■ Dataset entries ■
[Start of section]

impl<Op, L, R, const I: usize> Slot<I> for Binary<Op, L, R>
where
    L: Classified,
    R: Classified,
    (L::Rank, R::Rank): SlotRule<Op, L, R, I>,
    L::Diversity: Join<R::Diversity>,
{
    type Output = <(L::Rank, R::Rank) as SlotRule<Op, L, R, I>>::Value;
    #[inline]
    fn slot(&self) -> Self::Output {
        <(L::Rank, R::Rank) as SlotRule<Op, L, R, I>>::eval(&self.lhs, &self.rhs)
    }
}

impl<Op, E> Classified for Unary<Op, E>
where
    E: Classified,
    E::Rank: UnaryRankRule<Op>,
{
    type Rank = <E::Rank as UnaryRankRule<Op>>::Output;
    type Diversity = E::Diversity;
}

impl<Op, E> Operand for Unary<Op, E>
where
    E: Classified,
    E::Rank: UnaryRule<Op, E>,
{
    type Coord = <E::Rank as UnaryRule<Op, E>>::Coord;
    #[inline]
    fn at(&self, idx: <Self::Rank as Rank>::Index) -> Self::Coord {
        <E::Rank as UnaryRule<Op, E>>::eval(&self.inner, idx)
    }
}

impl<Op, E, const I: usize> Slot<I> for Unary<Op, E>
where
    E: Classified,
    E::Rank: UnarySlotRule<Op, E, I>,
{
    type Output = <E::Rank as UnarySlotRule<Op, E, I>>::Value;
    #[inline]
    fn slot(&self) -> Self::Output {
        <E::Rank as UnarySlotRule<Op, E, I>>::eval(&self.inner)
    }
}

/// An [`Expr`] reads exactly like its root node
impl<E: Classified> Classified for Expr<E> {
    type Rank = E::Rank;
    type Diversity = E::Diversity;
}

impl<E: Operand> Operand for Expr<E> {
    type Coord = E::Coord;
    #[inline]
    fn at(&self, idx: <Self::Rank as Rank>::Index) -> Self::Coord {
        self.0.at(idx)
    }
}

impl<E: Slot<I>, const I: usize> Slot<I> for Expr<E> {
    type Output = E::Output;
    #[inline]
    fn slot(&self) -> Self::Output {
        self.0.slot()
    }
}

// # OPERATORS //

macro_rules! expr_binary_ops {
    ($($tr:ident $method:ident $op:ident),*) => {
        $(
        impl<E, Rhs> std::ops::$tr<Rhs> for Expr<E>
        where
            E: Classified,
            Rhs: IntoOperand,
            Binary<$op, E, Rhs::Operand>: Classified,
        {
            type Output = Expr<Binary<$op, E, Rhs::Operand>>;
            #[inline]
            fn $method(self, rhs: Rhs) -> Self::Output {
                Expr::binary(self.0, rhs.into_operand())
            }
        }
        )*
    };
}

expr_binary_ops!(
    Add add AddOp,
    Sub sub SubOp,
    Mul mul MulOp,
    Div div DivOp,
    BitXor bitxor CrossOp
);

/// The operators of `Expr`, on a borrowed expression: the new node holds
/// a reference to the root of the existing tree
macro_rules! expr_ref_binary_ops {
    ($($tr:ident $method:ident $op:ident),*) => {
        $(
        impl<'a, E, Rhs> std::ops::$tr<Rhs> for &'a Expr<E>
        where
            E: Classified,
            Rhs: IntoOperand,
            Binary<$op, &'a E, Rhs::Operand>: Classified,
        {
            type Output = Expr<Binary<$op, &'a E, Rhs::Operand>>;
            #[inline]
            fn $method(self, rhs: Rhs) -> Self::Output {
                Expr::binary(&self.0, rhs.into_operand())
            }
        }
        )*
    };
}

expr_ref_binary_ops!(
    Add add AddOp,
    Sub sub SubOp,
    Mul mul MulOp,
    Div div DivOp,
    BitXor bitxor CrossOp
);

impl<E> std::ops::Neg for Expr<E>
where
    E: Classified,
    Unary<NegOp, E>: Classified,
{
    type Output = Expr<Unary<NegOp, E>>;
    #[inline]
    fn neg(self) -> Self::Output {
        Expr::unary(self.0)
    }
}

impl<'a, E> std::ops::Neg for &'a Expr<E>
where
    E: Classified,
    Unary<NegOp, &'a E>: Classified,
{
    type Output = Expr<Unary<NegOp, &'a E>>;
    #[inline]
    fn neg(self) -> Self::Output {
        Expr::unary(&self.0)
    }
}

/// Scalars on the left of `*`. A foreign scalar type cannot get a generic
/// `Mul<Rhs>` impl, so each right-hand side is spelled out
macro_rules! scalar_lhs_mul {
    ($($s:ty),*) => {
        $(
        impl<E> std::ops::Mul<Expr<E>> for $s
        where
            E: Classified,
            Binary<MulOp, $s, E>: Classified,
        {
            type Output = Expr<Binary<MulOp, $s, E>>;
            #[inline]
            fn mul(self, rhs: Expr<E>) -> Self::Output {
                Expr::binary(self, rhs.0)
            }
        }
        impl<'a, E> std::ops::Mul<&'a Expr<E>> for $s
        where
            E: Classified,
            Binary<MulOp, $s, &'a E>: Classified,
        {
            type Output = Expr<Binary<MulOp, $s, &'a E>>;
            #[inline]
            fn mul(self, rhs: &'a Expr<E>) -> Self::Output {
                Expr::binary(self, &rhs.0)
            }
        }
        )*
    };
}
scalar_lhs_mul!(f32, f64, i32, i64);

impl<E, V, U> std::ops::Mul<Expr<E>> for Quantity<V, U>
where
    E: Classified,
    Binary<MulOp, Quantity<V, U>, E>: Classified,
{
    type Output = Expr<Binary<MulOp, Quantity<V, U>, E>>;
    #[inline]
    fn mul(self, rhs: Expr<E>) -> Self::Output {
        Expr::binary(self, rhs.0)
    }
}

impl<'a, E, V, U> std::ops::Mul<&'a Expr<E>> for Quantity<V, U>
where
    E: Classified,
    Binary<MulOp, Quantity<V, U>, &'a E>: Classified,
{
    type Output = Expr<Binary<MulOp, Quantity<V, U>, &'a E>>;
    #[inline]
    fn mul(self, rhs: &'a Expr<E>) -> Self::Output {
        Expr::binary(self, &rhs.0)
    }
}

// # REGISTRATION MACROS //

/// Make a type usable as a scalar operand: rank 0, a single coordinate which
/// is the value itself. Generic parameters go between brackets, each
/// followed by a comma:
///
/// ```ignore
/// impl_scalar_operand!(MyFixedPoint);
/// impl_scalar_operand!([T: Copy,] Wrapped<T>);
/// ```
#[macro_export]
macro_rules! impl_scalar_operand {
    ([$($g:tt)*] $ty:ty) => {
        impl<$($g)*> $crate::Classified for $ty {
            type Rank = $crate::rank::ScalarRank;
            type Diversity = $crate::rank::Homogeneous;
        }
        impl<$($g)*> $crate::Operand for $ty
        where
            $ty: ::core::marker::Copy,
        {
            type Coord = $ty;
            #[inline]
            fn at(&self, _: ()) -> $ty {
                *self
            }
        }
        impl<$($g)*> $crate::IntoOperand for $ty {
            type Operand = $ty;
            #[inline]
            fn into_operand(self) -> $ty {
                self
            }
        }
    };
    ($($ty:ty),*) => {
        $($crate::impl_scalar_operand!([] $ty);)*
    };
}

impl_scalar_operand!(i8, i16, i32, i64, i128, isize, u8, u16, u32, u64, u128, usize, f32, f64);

[End of section]
[Start of section]

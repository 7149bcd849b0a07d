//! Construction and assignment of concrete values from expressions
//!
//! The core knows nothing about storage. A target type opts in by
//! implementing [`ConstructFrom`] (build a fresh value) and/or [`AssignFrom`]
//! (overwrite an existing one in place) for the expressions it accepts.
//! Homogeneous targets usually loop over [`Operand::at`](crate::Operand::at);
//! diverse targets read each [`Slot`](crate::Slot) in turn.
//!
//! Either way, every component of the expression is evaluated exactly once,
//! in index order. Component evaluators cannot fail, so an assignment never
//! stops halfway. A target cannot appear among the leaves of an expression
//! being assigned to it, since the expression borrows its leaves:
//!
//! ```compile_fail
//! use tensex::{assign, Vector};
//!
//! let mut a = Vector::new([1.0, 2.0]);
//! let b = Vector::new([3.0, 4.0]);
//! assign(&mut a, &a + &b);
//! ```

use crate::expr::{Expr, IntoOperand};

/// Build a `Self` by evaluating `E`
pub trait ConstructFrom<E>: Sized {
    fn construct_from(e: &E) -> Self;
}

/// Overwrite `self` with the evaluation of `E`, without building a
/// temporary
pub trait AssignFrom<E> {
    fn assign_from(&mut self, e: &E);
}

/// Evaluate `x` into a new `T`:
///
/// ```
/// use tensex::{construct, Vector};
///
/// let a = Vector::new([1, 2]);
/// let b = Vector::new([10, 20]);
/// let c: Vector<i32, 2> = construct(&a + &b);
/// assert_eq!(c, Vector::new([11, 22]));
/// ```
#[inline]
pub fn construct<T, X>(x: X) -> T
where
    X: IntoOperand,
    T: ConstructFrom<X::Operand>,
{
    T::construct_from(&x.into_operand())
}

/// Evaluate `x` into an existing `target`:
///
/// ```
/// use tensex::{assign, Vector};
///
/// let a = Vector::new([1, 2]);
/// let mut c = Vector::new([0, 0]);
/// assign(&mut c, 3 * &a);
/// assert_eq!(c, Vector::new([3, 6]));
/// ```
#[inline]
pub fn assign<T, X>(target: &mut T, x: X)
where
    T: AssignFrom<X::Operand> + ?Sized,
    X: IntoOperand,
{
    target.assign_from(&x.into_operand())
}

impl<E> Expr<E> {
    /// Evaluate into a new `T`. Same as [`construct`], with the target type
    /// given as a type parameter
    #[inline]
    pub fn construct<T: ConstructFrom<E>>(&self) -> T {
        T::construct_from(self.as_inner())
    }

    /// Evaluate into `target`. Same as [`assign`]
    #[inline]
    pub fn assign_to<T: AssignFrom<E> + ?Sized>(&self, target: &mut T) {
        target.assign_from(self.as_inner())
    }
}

[End of section]

■ Directions for this task ■
Of the entries above, repeat exactly the lines between the line with "fn into_operand(self) ->" and the line with "usize, f32, f64);", inclusive, and no others.

■ Response below ■
            fn into_operand(self) -> $ty {
                self
            }
        }
    };
    ($($ty:ty),*) => {
        $($crate::impl_scalar_operand!([] $ty);)*
    };
}

impl_scalar_operand!(i8, i16, i32, i64, i128, isize, u8, u16, u32, u64, u128, usize, f32, f64);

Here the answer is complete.